Data for processing ::

----------------

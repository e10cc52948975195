//! BLE frame fragmentation.
//!
//! Each fragment starts with one countdown byte: the number of fragments
//! still to come after this one. The final fragment of every frame carries
//! 0, so reassembly needs no length negotiation. A frame needing more than
//! 256 fragments cannot express its first countdown in one byte and is
//! refused at send time.
//!
//! There are no sequence numbers: fragments of different frames must not
//! interleave on one link, and the reassembler cannot detect it if they do.

use bytes::{BufMut, Bytes, BytesMut};

use crate::error::{GatewayError, Result};

/// Largest number of fragments one frame may span.
pub const MAX_FRAGMENTS: usize = 256;

/// Split one encoded frame into countdown-prefixed fragments.
///
/// `max_payload` is the fragment capacity excluding the countdown byte.
pub fn fragment_frame(frame: &[u8], max_payload: usize) -> Result<Vec<Bytes>> {
    if max_payload == 0 {
        return Err(GatewayError::Protocol(
            "fragment payload size must be at least 1".to_string(),
        ));
    }
    if frame.is_empty() {
        // A frame with no payload still travels as one terminal fragment.
        return Ok(vec![Bytes::from_static(&[0])]);
    }
    let chunks: Vec<&[u8]> = frame.chunks(max_payload).collect();
    if chunks.len() > MAX_FRAGMENTS {
        return Err(GatewayError::Protocol(format!(
            "frame of {} bytes needs {} fragments, limit is {MAX_FRAGMENTS}",
            frame.len(),
            chunks.len(),
        )));
    }
    let last = chunks.len() - 1;
    Ok(chunks
        .iter()
        .enumerate()
        .map(|(i, chunk)| {
            let mut fragment = BytesMut::with_capacity(1 + chunk.len());
            fragment.put_u8((last - i) as u8);
            fragment.put_slice(chunk);
            fragment.freeze()
        })
        .collect())
}

/// Accumulates fragments until a complete frame is available.
#[derive(Default)]
pub struct Reassembler {
    buf: BytesMut,
}

impl Reassembler {
    pub fn new() -> Self {
        Self::default()
    }

    /// Feed one fragment. Returns the completed frame when the terminal
    /// fragment (countdown 0) arrives.
    pub fn push(&mut self, fragment: &[u8]) -> Result<Option<Bytes>> {
        let (&countdown, payload) = fragment.split_first().ok_or_else(|| {
            GatewayError::Protocol("empty fragment without countdown byte".to_string())
        })?;
        self.buf.put_slice(payload);
        if countdown == 0 {
            Ok(Some(self.buf.split().freeze()))
        } else {
            Ok(None)
        }
    }

    pub fn is_empty(&self) -> bool {
        self.buf.is_empty()
    }

    /// Bytes buffered for the frame currently in flight.
    pub fn pending_len(&self) -> usize {
        self.buf.len()
    }

    /// Drop any partially assembled frame, e.g. after a link reset.
    pub fn clear(&mut self) {
        self.buf.clear();
    }
}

----------------

Problem statement :: Each line from the one holding "self.buf.is_empty()" to the end of the entries is to be written out exactly. Skip every line before it.

Written reply ::
        self.buf.is_empty()
    }

    /// Bytes buffered for the frame currently in flight.
    pub fn pending_len(&self) -> usize {
        self.buf.len()
    }

    /// Drop any partially assembled frame, e.g. after a link reset.
    pub fn clear(&mut self) {
        self.buf.clear();
    }
}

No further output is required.